BAB I
PENDAHULUAN
Pura Muncak Sari tertelak tepat di kaki gunung Batukaru, tepatnya di Banjar Anyar, Desa Sangketan, Kecamatan Penebel. Suasana alamnya begitu pingit, konon banyak orang yang percaya bahwa pura ini bisa mempertemukan pasangan, makanya Pura Muncak Sari sering di sebut Pura jodoh oleh pemedeknya. Bertepatan dengan Pujawali pura, Buda Umanis, (29/12) lalu, pura dipadati pamedek yang datang dari berbagai daerah untuk menghaturkan sembah.
Pura yang mempunyai luas 5 ha ini dikelilingi oleh hutan belantara. Berdasarkan cerita secara turun temurun, Pura Mucak Sari konon ditemukan oleh Pan Rumrum pada jaman enteg Bali, yaitu di saat jaman kerajaan Tabanan masih berjaya dan belum ada penjajahan.
Pada awalnya Pan Rumrum yang berasal dari Desa Puluk-Puluk, Penebel, Tabanan, bersama anak dan tetangganya mencari rotan di hutan untuk membangun rumah. Setelah mendapatkan rotan, tiba-tiba ada hujan lebat disertai angin dan kabut tebal, beliau beserta anak dan tetangganya tidak mengetahui jalan pulang karena diselimuti oleh kabut. Akhirnya Pan Rumrum memohon maaf karena tidak minta ijin mengambil rotan dan berjanji akan menghaturkan banten dan menjaga pelinggih bebaturan (berupa batu) yang ada disana, jika dia selamat kembali ke rumah, tidak lama setelah itu hujan, angin dan kabut hilang dan beliaupun bisa kembali pulang.

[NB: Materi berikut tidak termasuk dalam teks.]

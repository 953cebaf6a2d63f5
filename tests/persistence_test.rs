#![cfg(feature = "storage-rocksdb")]

use assert_cmd::cargo_bin;
use std::io::Write;
use std::process::Command;
use tempfile::tempdir;

#[test]
fn test_rocksdb_persistence_recovery() {
    let dir = tempdir().unwrap();
    let db_path = dir.path().join("test_db");

    // 1. First run: seed the ledger and pay part of the rent
    let mut requests1 = tempfile::NamedTempFile::new().unwrap();
    writeln!(requests1, "payment, lease, amount, external_id").unwrap();
    writeln!(requests1, "1, 100, 600.00, ach-1").unwrap();

    let mut cmd1 = Command::new(cargo_bin!("lease-ledger"));
    cmd1.arg("--db-path")
        .arg(&db_path)
        .arg("--leases")
        .arg("tests/fixtures/leases.csv")
        .arg("--payments")
        .arg("tests/fixtures/payments.csv")
        .arg("--charges")
        .arg("tests/fixtures/charges.csv")
        .arg("allocate")
        .arg(requests1.path());

    let output1 = cmd1.output().expect("Failed to execute command");
    assert!(output1.status.success());
    let stdout1 = String::from_utf8_lossy(&output1.stdout);
    assert!(stdout1.contains("1,1,600.00,0,ach-1,false"));

    // 2. Second run, no seed files: the retry replays and a new payment
    // continues from the stored balances
    let mut requests2 = tempfile::NamedTempFile::new().unwrap();
    writeln!(requests2, "payment, lease, amount, external_id").unwrap();
    writeln!(requests2, "1, 100, 600.00, ach-1").unwrap();
    writeln!(requests2, "2, 100, 420.00, ach-2").unwrap();

    let mut cmd2 = Command::new(cargo_bin!("lease-ledger"));
    cmd2.arg("--db-path")
        .arg(&db_path)
        .arg("allocate")
        .arg(requests2.path());

    let output2 = cmd2.output().expect("Failed to execute command");
    assert!(output2.status.success());
    let stdout2 = String::from_utf8_lossy(&output2.stdout);
    assert!(stdout2.contains("1,1,600.00,0,ach-1,true"));
    assert!(stdout2.contains("2,1,400.00,0,ach-2,false"));
    assert!(stdout2.contains("2,2,20.00,1,,false"));

    // 3. Third run: the late fee is partially paid
    let mut cmd3 = Command::new(cargo_bin!("lease-ledger"));
    cmd3.arg("--db-path").arg(&db_path).arg("outstanding").arg("100");

    let output3 = cmd3.output().expect("Failed to execute command");
    assert!(output3.status.success());
    let stdout3 = String::from_utf8_lossy(&output3.stdout);
    assert!(stdout3.contains("2,100,late_fee,50.00,30.00,partial,2026-03-06"));
    assert!(!stdout3.contains("rent"));
}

Untuk lebih jelasnya mengenai Pura Munca Sari ini, akan kami paparkan di pembahasan makalah ini.
BAB II
PEMBAHASAN
PURA LUHUR MUNCAK SARI - TABANAN
Pura Pucaksari terletak di Desa peninjoan yang beriklim sejuk karena letaknya berada di ketinggian. Dari pura ini terlihat pemandangan khas Bali yakni Pantai Selatan Bali sejauh mata memandang. Ketika fajar keluar dari peraduannya, maka akan terlihat matahari terbit dari balik Gunung Agung yang dipercayai memiliki daya magis. Dari puncak bukit lihatlah betapa halaman rumah desa yang terpencar di lembah dan bukit melengkapi alam sekelilingnya, seolah-olah merupakan bagian dari semua ini.[1]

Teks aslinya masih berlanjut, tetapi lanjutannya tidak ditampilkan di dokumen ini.